There were similar minimal differences between treatment groups in the secondary endpoints during local anesthetic administration (fig. 2). The estimated difference in hip adductor strength at hour 6 was −6% (95% CI −14 to 2%), which allows a formal conclusion of equivalence (fig. 3). There was a great degree of variability in the measurement of sensory effect resulting in very wide confidence intervals. The mean difference in sensory effect at Hour 6 was −7% (95% CI −127 to 112%; fig. 4).

Fig. 2.

Fig. 2

Effects of femoral perineural local anesthetic administration method (basal-only vs. repeated boluses) on quadriceps femoris strength (mean [SE] illustrated). Statistically significant differences between treatments at 95% confidence are designated with an asterisk.

Fig. 3.

Fig. 3

Effects of femoral perineural local anesthetic administration method (basal-only vs. repeated boluses) on hip adductor strength (mean [SE] illustrated). The one statistically significant difference between treatments at 95% confidence is designated with an asterisk.

Fig. 4.

Fig. 4

Effects of femoral perineural local anesthetic administration method (basal-only vs. repeated boluses) on tolerance of transcutaneous electrical stimulation in the cutaneous distribution of the femoral nerve (mean [SE] illustrated). There were no statistically significant differences between treatments at 95% confidence.

Results were similar in the intent-to-treat population. The Hour 6 basal-bolus difference in quadriceps MVIC was −0.6% (95% CI −24.7 to 23.5%). For hip adductor strength, the basal-bolus was equivalent: −6.0% (95% CI −13.7 to 1.7%). The difference in sensory effect was again highly variable with a mean of 15.2% (95% CI −99.2 to 68.7%).

Discussion

This randomized, double-masked, controlled investigation did not find evidence to support the hypothesis that varying the method of local anesthetic administration—basal infusion versus repeated bolus doses—influences continuous femoral nerve block effects to a clinically significant degree. However, due to a larger SD than anticipated, the 95% confidence interval at Hour 6 (−22.0 to 19.8%) did not fall within our prespecified tolerance interval of −20 to 20%. To conclude equivalence would require a larger independent cohort. Conversely, we detected little difference between treatments at any time point during local anesthetic administration (fig. 24). This might be viewed as a positive finding if the sensory block—and, therefore, possibly analgesia—was greatly increased in the bolus-only group, in line with previous reports of continuous popliteal-sciatic nerve blocks.12,22 Unfortunately, this was not the case: tolerance to cutaneous electrical current was virtually indistinguishable at Hour 6 between the two groups (fig. 4).

Previously-published evidence

The differences between our findings for femoral infusion and the previous reports for popliteal-sciatic infusion may be explained in several ways.

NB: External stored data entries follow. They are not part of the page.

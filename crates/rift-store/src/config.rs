//! Runtime configuration for the rift-store binary.
//!
//! Values come from three layers: command-line flags (with environment
//! fallbacks), an optional YAML file, then built-in defaults. Earlier layers
//! win.

use crate::imposters::StorageConfig;
use anyhow::Context;
use clap::{Parser, ValueEnum};
use serde::{Deserialize, Serialize};
use std::net::SocketAddr;
use std::path::{Path, PathBuf};
use tracing_subscriber::EnvFilter;

pub const DEFAULT_PORT: u16 = 2525;
pub const DEFAULT_HOST: &str = "0.0.0.0";
pub const DEFAULT_LOG_LEVEL: &str = "info";

#[derive(Debug, Clone, Copy, Default, PartialEq, Eq, Serialize, Deserialize, ValueEnum)]
#[serde(rename_all = "lowercase")]
pub enum LogFormat {
    #[default]
    Text,
    Json,
}

/// Command-line arguments
#[derive(Parser, Debug, Default)]
#[command(
    name = "rift-store",
    version,
    about = "Mountebank-compatible imposter and stub store"
)]
pub struct Args {
    /// Admin API port
    #[arg(long, env = "RIFT_STORE_PORT")]
    pub port: Option<u16>,

    /// Admin API bind address
    #[arg(long)]
    pub host: Option<String>,

    /// Persist imposters under this directory instead of in memory
    #[arg(long, env = "RIFT_STORE_DATADIR")]
    pub datadir: Option<PathBuf>,

    /// Accept stubs that use JavaScript injection
    #[arg(long)]
    pub allow_injection: bool,

    /// Log level used when RUST_LOG is not set
    #[arg(long)]
    pub log_level: Option<String>,

    #[arg(long, value_enum)]
    pub log_format: Option<LogFormat>,

    /// YAML configuration file
    #[arg(short, long)]
    pub config: Option<PathBuf>,
}

/// Settings read from the YAML configuration file
#[derive(Debug, Clone, Default, PartialEq, Serialize, Deserialize)]
#[serde(default)]
pub struct FileConfig {
    pub port: Option<u16>,
    pub host: Option<String>,
    pub datadir: Option<PathBuf>,
    pub allow_injection: Option<bool>,
    pub log_level: Option<String>,
    pub log_format: Option<LogFormat>,
}

impl FileConfig {
    pub fn from_file<P: AsRef<Path>>(path: P) -> Result<Self, anyhow::Error> {
        let path = path.as_ref();
        let contents = std::fs::read_to_string(path)
            .with_context(|| format!("failed to read config file {}", path.display()))?;
        let config: FileConfig = serde_yaml::from_str(&contents)
            .with_context(|| format!("invalid config file {}", path.display()))?;
        Ok(config)
    }
}

/// Effective settings after merging every layer
#[derive(Debug, Clone, PartialEq)]
pub struct Settings {
    pub port: u16,
    pub host: String,
    pub datadir: Option<PathBuf>,
    pub allow_injection: bool,
    pub log_level: String,
    pub log_format: LogFormat,
}

impl Default for Settings {
    fn default() -> Self {
        Self::merge(Args::default(), FileConfig::default())
    }
}

impl Settings {
    /// Load the config file named by `args`, if any, and merge
    pub fn load(args: Args) -> Result<Self, anyhow::Error> {
        let file = match &args.config {
            Some(path) => FileConfig::from_file(path)?,
            None => FileConfig::default(),
        };
        Ok(Self::merge(args, file))
    }

    pub fn merge(args: Args, file: FileConfig) -> Self {
        Self {
            port: args.port.or(file.port).unwrap_or(DEFAULT_PORT),
            host: args
                .host
                .or(file.host)
                .unwrap_or_else(|| DEFAULT_HOST.to_string()),
            datadir: args.datadir.or(file.datadir),
            allow_injection: args.allow_injection || file.allow_injection.unwrap_or(false),
            log_level: args
                .log_level
                .or(file.log_level)
                .unwrap_or_else(|| DEFAULT_LOG_LEVEL.to_string()),
            log_format: args.log_format.or(file.log_format).unwrap_or_default(),
        }
    }

    pub fn admin_addr(&self) -> Result<SocketAddr, anyhow::Error> {
        format!("{}:{}", self.host, self.port)
            .parse()
            .with_context(|| format!("invalid admin address {}:{}", self.host, self.port))
    }

    pub fn storage(&self) -> StorageConfig {
        StorageConfig::from_datadir(self.datadir.clone())
    }
}

/// Install the global tracing subscriber. `RUST_LOG` takes precedence over
/// `level`; safe to call more than once.
pub fn init_tracing(level: &str, format: LogFormat) {
    let filter = EnvFilter::try_from_default_env().unwrap_or_else(|_| EnvFilter::new(level));
    let builder = tracing_subscriber::fmt()
        .with_env_filter(filter)
        .with_target(true);
    let _ = match format {
        LogFormat::Json => builder.json().try_init(),
        LogFormat::Text => builder.try_init(),
    };
}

The first is in catheter-insertion methodology: the previous studies used nerve stimulation to guide needle placement, but then “blindly” advanced nonstimulating catheters 4–5 cm past the needle tip.12,22 As the previous investigators noted, “the final location of the catheter tip… may have actually been located distant from the targeted nerve… This may render it difficult, or even impossible, for the local anesthetic to traverse the distance between the tip and the two sciatic nerve trunks when a slow continuous infusion with an overall small volume is used… In contrast, the use of an intermittent bolus is accompanied by higher pressure and more volume per time, which may increase the spread of local anesthetic…”12 In contrast, our current study used ultrasound to allow positioning of the catheter tips at a precise (and bilaterally equivalent) location immediately posterolateral to the femoral nerve, resulting in very accurate perineural local anesthetic deposition and possibly improved nerve-anesthetic contact.

A second possible explanation for the differing results among studies is the anatomic location of the catheters: local anesthetic deposited in the popliteal fossa in previous studies may have been absorbed by perineural tissue, including blood vessels and the lymphatic system.12,22 Conversely, in the femoral region, the local anesthetic may better pool between the iliac fascia and underlying muscle, providing a conduit and/or reservoir keeping the medication in contact with the femoral nerve.

Regardless of which—or either—supposition is accurate, the results of the current study suggest that the “novel” repeated-bolus application will not be clinically useful to decrease the motor-induced weakness (and possible increased risk of falling) of cFNB following knee surgery. Our intention is not to suggest that repeated boluses are unhelpful for all continuous peripheral nerve blocks: there is high-quality evidence they improve analgesia for continuous popliteal-sciatic blocks.12,22 However, the current study suggests that the increased analgesia previously reported with repeated boluses may result not from a more-favorable motor-sensory block ratio—as suggested recently22—but rather simply from additional local anesthetic reaching the target nerves, increasing both the motor and sensory blocks concurrently.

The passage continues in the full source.